Back in Constantinople, the Bessarion had to face the hostility of the local population and clergy, until, in 1440, he left the city and moved permanently to Italy. Fallen Constantinople in 1453, Bessarione did all it could to help the Byzantine scholars who had escaped the capture of the Ottomans, thus passing to history as one of the main responsible for the survival of classical culture and becoming a leading figure in world culture.
Among the texts made known to Westerners in 1438 were Plato’s Timaeus and, in all likelihood, the Corpus Hermeticum attributed to Hermes Trismegistus. At that time Ficino was only 5 years old, but it was he who translated the Corpus Hermeticum, by the will of Cosimo de ‘Medici, between 1460 and 1463.

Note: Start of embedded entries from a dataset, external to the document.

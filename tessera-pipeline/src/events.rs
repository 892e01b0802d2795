//! Typed pipeline events.
//!
//! Events go out over a tokio broadcast channel. Publishing never blocks and
//! never fails: with no subscribers the event is dropped, and a subscriber
//! that falls behind sees `RecvError::Lagged`.

use serde::{Deserialize, Serialize};
use tessera_core::Timestamp;
use tokio::sync::broadcast;
use uuid::Uuid;

/// Default buffer of the event channel.
pub const DEFAULT_EVENT_CAPACITY: usize = 256;

/// Something observable that happened during a flow invocation.
#[derive(Debug, Clone, PartialEq, Serialize, Deserialize)]
#[serde(tag = "type")]
pub enum PipelineEvent {
    /// A record carried personal data.
    PiiDetected {
        flow_id: String,
        correlation_id: Uuid,
        fields: Vec<String>,
    },

    /// A stage failed. `required` failures abort the flow.
    StageFailed {
        flow_id: String,
        correlation_id: Uuid,
        stage: String,
        required: bool,
        reason: String,
    },

    /// A privacy budget refused a release.
    BudgetRejected {
        flow_id: String,
        correlation_id: Uuid,
        purpose: String,
        requested: f64,
    },

    FlowCompleted {
        flow_id: String,
        correlation_id: Uuid,
        warnings: usize,
        at: Timestamp,
    },

    FlowFailed {
        flow_id: String,
        correlation_id: Uuid,
        stage: String,
        reason: String,
        at: Timestamp,
    },
}

impl PipelineEvent {
    pub fn event_type(&self) -> &'static str {
        match self {
            PipelineEvent::PiiDetected { .. } => "PiiDetected",
            PipelineEvent::StageFailed { .. } => "StageFailed",
            PipelineEvent::BudgetRejected { .. } => "BudgetRejected",
            PipelineEvent::FlowCompleted { .. } => "FlowCompleted",
            PipelineEvent::FlowFailed { .. } => "FlowFailed",
        }
    }

    pub fn flow_id(&self) -> &str {
        match self {
            PipelineEvent::PiiDetected { flow_id, .. }
            | PipelineEvent::StageFailed { flow_id, .. }
            | PipelineEvent::BudgetRejected { flow_id, .. }
            | PipelineEvent::FlowCompleted { flow_id, .. }
            | PipelineEvent::FlowFailed { flow_id, .. } => flow_id,
        }
    }
}

/// Broadcast bus for [`PipelineEvent`]s.
#[derive(Debug, Clone)]
pub struct PipelineEventBus {
    tx: broadcast::Sender<PipelineEvent>,
}

impl Default for PipelineEventBus {
    fn default() -> Self {
        Self::new(DEFAULT_EVENT_CAPACITY)
    }
}

impl PipelineEventBus {
    pub fn new(capacity: usize) -> Self {
        let (tx, _rx) = broadcast::channel(capacity.max(1));
        Self { tx }
    }

    pub fn publish(&self, event: PipelineEvent) {
        let event_type = event.event_type();
        match self.tx.send(event) {
            Ok(receivers) => {
                tracing::trace!(event_type, receivers, "Published pipeline event");
            }
            Err(_) => {
                tracing::trace!(event_type, "No subscribers for pipeline event");
            }
        }
    }

    /// Receive every event published from now on.
    pub fn subscribe(&self) -> broadcast::Receiver<PipelineEvent> {
        self.tx.subscribe()
    }

    pub fn subscriber_count(&self) -> usize {
        self.tx.receiver_count()
    }
}
//! TESSERA entry point
//!
//! Loads configuration (path from the first argument or `TESSERA_CONFIG`),
//! installs tracing, starts the runtime with in-process backends and runs
//! until Ctrl-C.

use std::path::PathBuf;
use std::sync::Arc;

use tessera_core::TesseraResult;
use tessera_service::{
    init_tracing, RuntimeBackends, RuntimeConfig, TesseraRuntime, TracingMetricsSink,
};

#[tokio::main]
async fn main() -> TesseraResult<()> {
    let path = std::env::args()
        .nth(1)
        .or_else(|| std::env::var("TESSERA_CONFIG").ok())
        .map(PathBuf::from);
    let config = RuntimeConfig::load(path.as_deref())?;
    init_tracing(&config.logging)?;

    let runtime = TesseraRuntime::start(
        config,
        RuntimeBackends::in_memory(),
        Arc::new(TracingMetricsSink),
    )?;

    let health = runtime.health().await;
    tracing::info!(status = ?health.status, checks = health.checks.len(), "Initial health check");

    if let Err(e) = tokio::signal::ctrl_c().await {
        tracing::error!(error = %e, "Failed to listen for shutdown signal");
    } else {
        tracing::info!("Shutdown signal received");
    }

    runtime.shutdown().await;
    Ok(())
}
//! TESSERA Core - Shared Types
//!
//! Error taxonomy, configuration, records and the seams every other crate
//! plugs into (metrics sink, batch queue). No cache or privacy logic lives
//! here.

pub mod batch;
pub mod config;
pub mod error;
pub mod health;
pub mod record;
pub mod telemetry;

pub use batch::{BatchError, BatchHandler, BatchMetrics, BatchMetricsSnapshot, BatchQueue};
pub use config::{BatchConfig, CacheConfig, CacheLevelConfig, LevelKind, PrivacyConfig};
pub use error::{
    CacheError, ConfigError, PipelineError, PrivacyError, TesseraError, TesseraResult,
};
pub use health::{HealthCheck, HealthStatus};
pub use record::{DataRecord, FlowContext};
pub use telemetry::{noop_sink, Labels, MetricsSink, NoopMetricsSink, SharedMetricsSink};

use chrono::{DateTime, Utc};

/// Timestamp type using UTC timezone.
pub type Timestamp = DateTime<Utc>;

/// Cache keys are plain strings, e.g. `student:42`.
pub type CacheKey = String;

/// Cache tags are plain strings, e.g. `cohort-A`.
pub type Tag = String;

Approaching Ficino al Bessarione, eminent figures in the field of culture and moreover linked both to the mysterious figure of Hermes Trismegistus, is therefore obvious, for anyone who knows a minimum the cultural environment of that period.
Finally, Luminati offers us an interview with Silio Bozzi, during which the director of the Scientific Department makes some revelations even more interesting than those made public in the conference: “Ficino is the passepartout to reveal other symbols: the tradition is Pythagorean and Platonic. At the Accademia di Ficino, there is the assimilation of the new initiate to Christ, the anointed par excellence.The feet and elbow of the young blond are perfectly superimposable to those of Jesus in the background.
There are numerous other esoteric symbols. The staircase of 7 steps in the background; the golden idol has a stick and a sphere like Pythagoras; in the circle under the Christ there is the ‘monad’ worshiped by the Pythagoreans; the eight-pointed star is also in the symbol of Ficino “.